A ROLE FOR ENDOGENOUS ARACHIDONATE METABOLITES IN THE REGULATED EXPRESSION OF THE 25-HYDROXYVITAMIN-D-1-HYDROXYLATION REACTION IN CULTURED ALVEOLAR MACROPHAGES FROM PATIENTS WITH SARCOIDOSIS

In the human granulomatous disease sarcoidosis hypercalcemia and/or hypercalciuria result from the endogenous overproduction of 1, 25-dihydroxyvitamin D [1, 25-(OH)2D] by the disease-activated macrophage. Unlike the renal 25-hydroxyvitamin D (250HD)-1-hydroxylase, normally the sole synthetic source of the hormone in man, the 25OHD3-1-hydroxylation reaction in cultured pulmonary alveolar macrophages (PAM) from patients with sarcoidosis is subject to stimulation by the immune cytokine interferon-γ (IFNγ) and inhibition by the antiinflammatory glucocorticoid dexamethasone.

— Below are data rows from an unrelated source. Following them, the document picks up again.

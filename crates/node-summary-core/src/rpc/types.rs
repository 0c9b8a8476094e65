//! Typed results of the RPC methods the summary engine polls.
//!
//! Only the fields the engine consumes are modelled; everything else in the
//! node's responses is ignored during deserialization.

use bitcoin::BlockHash;
use serde::Deserialize;

// ==============================================================================
// Chain
// ==============================================================================

/// Result of `getblockchaininfo`.
#[derive(Debug, Clone, Deserialize)]
pub struct BlockchainInfo {
    pub blocks: u64,
    pub headers: u64,
    #[serde(rename = "bestblockhash")]
    pub best_block_hash: BlockHash,
    #[serde(default)]
    pub size_on_disk: u64,
}

/// Result of `getblock` (verbosity 1), reduced to the metadata we cache.
#[derive(Debug, Clone, Deserialize)]
pub struct BlockInfo {
    pub hash: BlockHash,
    pub height: u64,
    /// Block header timestamp, seconds since the Unix epoch.
    pub time: i64,
    pub difficulty: f64,
}

/// Result of `getchaintxstats` with default window.
#[derive(Debug, Clone, Deserialize)]
pub struct ChainTxStats {
    #[serde(rename = "txcount")]
    pub tx_count: u64,
    /// Absent when the window is empty (e.g. fresh regtest chains).
    #[serde(rename = "txrate", default)]
    pub tx_rate: Option<f64>,
}

// ==============================================================================
// Network
// ==============================================================================

/// Result of `getnettotals`.
#[derive(Debug, Clone, Deserialize)]
pub struct NetTotals {
    #[serde(rename = "totalbytesrecv")]
    pub total_bytes_recv: u64,
    #[serde(rename = "totalbytessent")]
    pub total_bytes_sent: u64,
}

/// One entry of `getpeerinfo`.
#[derive(Debug, Clone, Deserialize)]
pub struct PeerInfo {
    /// `ipv4`, `ipv6`, `onion`, `not_publicly_routable`, `i2p`, `cjdns`, ...
    #[serde(default)]
    pub network: String,
    #[serde(default)]
    pub connection_type: Option<String>,
    /// Older nodes only report this boolean.
    #[serde(default)]
    pub inbound: bool,
    #[serde(default)]
    pub subver: String,
}

impl PeerInfo {
    pub fn is_inbound(&self) -> bool {
        match self.connection_type.as_deref() {
            Some(kind) => kind == "inbound",
            None => self.inbound,
        }
    }
}

/// Result of `getnetworkinfo`.
#[derive(Debug, Clone, Deserialize)]
pub struct NetworkInfo {
    pub subversion: String,
}

// ==============================================================================
// Mempool and Fees
// ==============================================================================

/// Result of `getblocktemplate`, reduced to its transaction list.
#[derive(Debug, Clone, Default, Deserialize)]
pub struct BlockTemplate {
    pub transactions: Vec<TemplateTx>,
}

#[derive(Debug, Clone, Deserialize)]
pub struct TemplateTx {
    /// Fee paid by the transaction, in satoshis.
    pub fee: u64,
}

/// Result of `getmempoolinfo`.
#[derive(Debug, Clone, Deserialize)]
pub struct MempoolInfo {
    /// Number of transactions.
    pub size: u64,
    /// Total fees in BTC.
    #[serde(default)]
    pub total_fee: f64,
}

/// Result of `estimatesmartfee`.
#[derive(Debug, Clone, Deserialize)]
pub struct FeeEstimate {
    /// BTC per kvB. Missing when the node lacks data for the target.
    #[serde(default)]
    pub feerate: Option<f64>,
    #[serde(default)]
    pub errors: Vec<String>,
}

#[cfg(test)]
mod tests {
    use super::*;

    #[test]
    fn peer_direction_prefers_connection_type() {
        let peer: PeerInfo = serde_json::from_value(serde_json::json!({
            "network": "ipv4",
            "connection_type": "outbound-full-relay",
            "inbound": true,
            "subver": "/Satoshi:27.0.0/"
        }))
        .expect("peer must decode");
        assert!(!peer.is_inbound());
    }

    #[test]
    fn peer_direction_falls_back_to_inbound_flag() {
        let peer: PeerInfo = serde_json::from_value(serde_json::json!({
            "network": "onion",
            "inbound": true,
            "subver": "/Satoshi:0.20.1/"
        }))
        .expect("peer must decode");
        assert!(peer.is_inbound());
    }

    #[test]
    fn fee_estimate_without_feerate_decodes() {
        let estimate: FeeEstimate = serde_json::from_value(serde_json::json!({
            "errors": ["Insufficient data or no feerate found"],
            "blocks": 2
        }))
        .expect("estimate must decode");
        assert!(estimate.feerate.is_none());
        assert_eq!(estimate.errors.len(), 1);
    }

    #[test]
    fn block_info_ignores_transaction_list() {
        let block: BlockInfo = serde_json::from_value(serde_json::json!({
            "hash": "00000000000000000002a7c4c1e48d76c5a37902165a270156b7a8d72728a054",
            "height": 800_000,
            "time": 1_690_168_629,
            "difficulty": 53_911_173_001_054.59,
            "tx": ["aa", "bb"]
        }))
        .expect("block must decode");
        assert_eq!(block.height, 800_000);
        assert_eq!(block.time, 1_690_168_629);
    }
}
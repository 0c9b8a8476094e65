use crate::error::{CoreError, RpcError};

/// Every request carries the same id; calls are never batched into one body.
pub(super) const REQUEST_ID: &str = "info";

#[derive(serde::Serialize)]
pub(super) struct JsonRpcRequest<'a> {
    pub(super) jsonrpc: &'static str,
    pub(super) id: &'static str,
    pub(super) method: &'a str,
    pub(super) params: Vec<serde_json::Value>,
}

#[derive(serde::Deserialize)]
pub(super) struct JsonRpcResponse {
    pub(super) result: Option<serde_json::Value>,
    pub(super) error: Option<serde_json::Value>,
}

/// Parse a JSON-RPC error value into a structured `CoreError`.
///
/// JSON-RPC errors have the shape `{"code": <int>, "message": <string>}`.
/// If the error value matches that shape, we produce a `ServerError`;
/// otherwise we fall back to `InvalidResponse` with the raw JSON.
pub(super) fn parse_jsonrpc_error(err: serde_json::Value) -> CoreError {
    #[derive(serde::Deserialize)]
    struct JsonRpcError {
        code: i64,
        message: String,
    }

    if let Ok(parsed) = serde_json::from_value::<JsonRpcError>(err.clone()) {
        CoreError::Rpc(RpcError::ServerError {
            code: parsed.code,
            message: parsed.message,
        })
    } else {
        CoreError::Rpc(RpcError::InvalidResponse(format!(
            "non-standard JSON-RPC error: {err}"
        )))
    }
}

The data presented here suggest that IFNγ and calcium ionophore A23187 promote enhanced expression of the sarcoid PAM 25OHD3-1-hydroxylation reaction by increasing endogenous arachidonic acid metabolism through the 5-lipoxygenase pathway. Dexamethasone, an inhibitor of the cellular phospholipase-A2-arachidonic acid-generating system, and BW755C, a lipoxygenase pathway inhibitor, inhibited PAM 1, 25-(OH)2D3 synthesis by 64% and 54%, respectively. Conversely, leukotriene C4, a distal metabolite in the arachidonic acid 5-lipoxygenase pathway, increased the hydroxylation reaction by 234% and restored dexamethasone-inhibited PAM 1, 25-(OH)2D3 synthetic activity. The results of this study provide presumptive evidence for an important role of agonist (IFNγ)-calcium-modulated eicosanoid metabolism in the regulated synthesis of 1, 25-(OH)2D by PAM in sarcoidosis. © 1990 by The Endocrine Society.